Introduction to Web Crawling

In the context of the World Wide Web, crawling refers to gathering web pages, by following hyperlinks, starting from a small set of web pages, for the purposes of further processing. For example, a Web search engine needs to gather as many pages as possible before it indexes and makes them available for searching.

A program which performs crawling is variably known as a crawler, a spider, a robot or simply a bot. The set of pages from which the crawler starts crawling is known as seed list.

Although it seems pretty straightforward, writing a good web crawler is not very much so. There are a good number of challenges which vary subtly depending on whether it’s a large-scale web crawler or a crawler for a handful of websites. These challenges include: ensuring politeness to the web servers (by observing the widely accepted robots exclusion protocol), URL normalization, duplicate detection, avoiding spider traps, maintaining a queue of un-fetched pages, maintaining a repository of crawled pages, re-crawling and a few more. For large-scale crawlers, one of the most important challenges is to increase the throughput by optimizing the resource utilization, because their coverage usually gets limited by this.

Read on…

This entry was posted in Crawling and tagged . Bookmark the permalink. Post a comment or leave a trackback: Trackback URL.

6 Comments

  1. Posted June 7, 2008 at 10:52 pm | Permalink

    good to know you write crawlers. I was doing research in Grid Computing sometime back when I dived into crawlers and fell in love with the whole concept and the math involved, is a field to spend a lifetime in. Good post.

  2. sanket
    Posted June 9, 2008 at 9:25 am | Permalink

    What is *URL Normalization*? Converting relative to absolute addresses or something like that?
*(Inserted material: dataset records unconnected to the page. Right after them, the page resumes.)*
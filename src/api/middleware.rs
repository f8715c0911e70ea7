//! API middleware layers.
//!
//! Assigns every response an `X-Correlation-ID`: the client's own
//! header value if present, otherwise a fresh one.

use axum::http::header::HeaderName;
use axum::http::HeaderValue;
use axum::middleware::Next;
use axum::response::Response;

use crate::types::random_hex_id;

static CORRELATION_ID_HEADER: HeaderName = HeaderName::from_static("x-correlation-id");

pub async fn correlation_id(request: axum::extract::Request, next: Next) -> Response {
    let incoming = request
        .headers()
        .get(&CORRELATION_ID_HEADER)
        .and_then(|v| v.to_str().ok())
        .map(str::to_string);

    let mut response = next.run(request).await;

    let id = incoming.unwrap_or_else(random_hex_id);
    if let Ok(value) = HeaderValue::from_str(&id) {
        response.headers_mut().insert(CORRELATION_ID_HEADER.clone(), value);
    }

    response
}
  3. Posted June 9, 2008 at 11:15 am | Permalink

    @sanket,

    Converting relative URLs to absolute is necessary, but, I was referring to canonicalization of URLs — different URLs can be referring to the same resource. For example, http://www.grok.in:80/ and http://www.grok.in/ refer to the same resource. Canonicalizing URLs will ensure that these different URLs are considered as the same; in the previous example, both the URLs will be normalized to one of the two forms.

  4. Posted October 16, 2008 at 3:18 pm | Permalink

    Check this link about web crawling it’s very interesting,

    http://crawltheweb.blogspot.com/

  5. Michael Wolf
    Posted November 1, 2009 at 4:36 pm | Permalink

    The “read more…” link from *this* article goes to the full text of a *different* article

  6. Posted October 19, 2011 at 3:55 pm | Permalink

    Toast the magic of the celebrations of your loved ones in Japan by sending gifts to Japan online with us. Just log on to http://www.gifts2japan.com and send gifts to Japan with poise for every relation and for all occasions.

  • About grok.in

    This is a blog primarily focussed on the subjects of Information Engineering—Retrieval, Extraction & Management, Machine Learning, Scalability and Cloud Computing.